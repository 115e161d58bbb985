//! Service lifecycle and query orchestration for Akshara.
//!
//! This crate ties the script catalog and the runtime backends together into
//! the `ServiceManager`, the central API for starting, attaching to, pulling,
//! stopping and closing one containerized Aksharamukha instance and for
//! sending it transliteration queries. It also provides the process-wide
//! `DefaultRegistry` and a set of free functions that forward to the default
//! manager.

pub mod compat;
pub mod lifecycle;
pub mod manager;
pub mod query;
pub mod registry;

pub use lifecycle::{validate_transition, ManagerState};
pub use manager::{ManagerBuilder, ServiceManager, DEFAULT_PORT, DEFAULT_PROJECT};
pub use query::{build_query, QueryClient};
pub use registry::DefaultRegistry;

pub use akshara_runtime::{CancelHandle, CancelReason, Context};
pub use akshara_schema::{Script, ScriptError, TranslitOptions};

use akshara_runtime::RuntimeError;
use akshara_schema::SettingsError;
use thiserror::Error;

#[derive(Debug, Error)]
pub enum CoreError {
    #[error(transparent)]
    Script(#[from] ScriptError),
    #[error("invalid source script '{0}'")]
    InvalidSourceScript(String),
    #[error("invalid target script '{0}'")]
    InvalidTargetScript(String),
    #[error("input text is empty")]
    EmptyInput,
    #[error("service returned an empty result")]
    EmptyResult,
    #[error(
        "request to {url} failed: {message} (if you are behind a VPN or transparent proxy, \
         make sure localhost traffic bypasses it)"
    )]
    Transport { url: String, message: String },
    #[error("service answered with HTTP status {status}")]
    Backend { status: u16 },
    #[error("{0}")]
    Canceled(CancelReason),
    #[error("service manager is not initialized; call init first")]
    NotInitialized,
    #[error("service manager is closed")]
    AlreadyClosed,
    #[error("invalid state transition: {from} -> {to}")]
    InvalidTransition { from: String, to: String },
    #[error("runtime error: {0}")]
    Runtime(RuntimeError),
    #[error("{0}")]
    MissingPrereqs(String),
    #[error("configuration error: {0}")]
    Config(String),
    #[error("I/O error: {0}")]
    Io(#[from] std::io::Error),
}

impl CoreError {
    /// The stage of a request or lifecycle call this error belongs to.
    pub fn stage(&self) -> &'static str {
        match self {
            Self::Script(_)
            | Self::InvalidSourceScript(_)
            | Self::InvalidTargetScript(_)
            | Self::EmptyInput => "validation",
            Self::Transport { .. } => "transport",
            Self::Backend { .. } | Self::EmptyResult => "backend",
            Self::Canceled(_) => "canceled",
            Self::NotInitialized
            | Self::AlreadyClosed
            | Self::InvalidTransition { .. }
            | Self::Runtime(_)
            | Self::MissingPrereqs(_)
            | Self::Io(_) => "lifecycle",
            Self::Config(_) => "config",
        }
    }

    pub fn is_canceled(&self) -> bool {
        matches!(self, Self::Canceled(_))
    }
}

impl From<RuntimeError> for CoreError {
    fn from(err: RuntimeError) -> Self {
        match err {
            RuntimeError::Canceled(reason) => Self::Canceled(reason),
            other => Self::Runtime(other),
        }
    }
}

impl From<CancelReason> for CoreError {
    fn from(reason: CancelReason) -> Self {
        Self::Canceled(reason)
    }
}

impl From<SettingsError> for CoreError {
    fn from(err: SettingsError) -> Self {
        Self::Config(err.to_string())
    }
}

#[cfg(test)]
mod tests {
    use super::*;

    #[test]
    fn runtime_cancel_folds_into_canceled() {
        let err = CoreError::from(RuntimeError::Canceled(CancelReason::DeadlineExceeded));
        assert!(matches!(
            err,
            CoreError::Canceled(CancelReason::DeadlineExceeded)
        ));
        assert_eq!(err.stage(), "canceled");

        let err = CoreError::from(RuntimeError::BackendUnavailable("x".to_owned()));
        assert!(matches!(err, CoreError::Runtime(_)));
        assert_eq!(err.stage(), "lifecycle");
    }

    #[test]
    fn transport_error_carries_proxy_hint() {
        let err = CoreError::Transport {
            url: "http://localhost:8085/api/public".to_owned(),
            message: "connection refused".to_owned(),
        };
        let msg = err.to_string();
        assert!(msg.contains("connection refused"));
        assert!(msg.contains("VPN"));
        assert_eq!(err.stage(), "transport");
    }

    #[test]
    fn script_errors_are_validation_stage() {
        let err = CoreError::from(ScriptError::NoScriptMapping("eng".to_owned()));
        assert_eq!(err.stage(), "validation");
        assert_eq!(err.to_string(), "no script mapping for language 'eng'");
        assert_eq!(CoreError::EmptyInput.stage(), "validation");
        assert_eq!(CoreError::Backend { status: 500 }.stage(), "backend");
        assert_eq!(CoreError::EmptyResult.stage(), "backend");
    }
}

### [Problem details]
Identify the lines above with the word "InvalidSourceScript". Copy them.

### [Answer box]
    InvalidSourceScript(String),
            | Self::InvalidSourceScript(_)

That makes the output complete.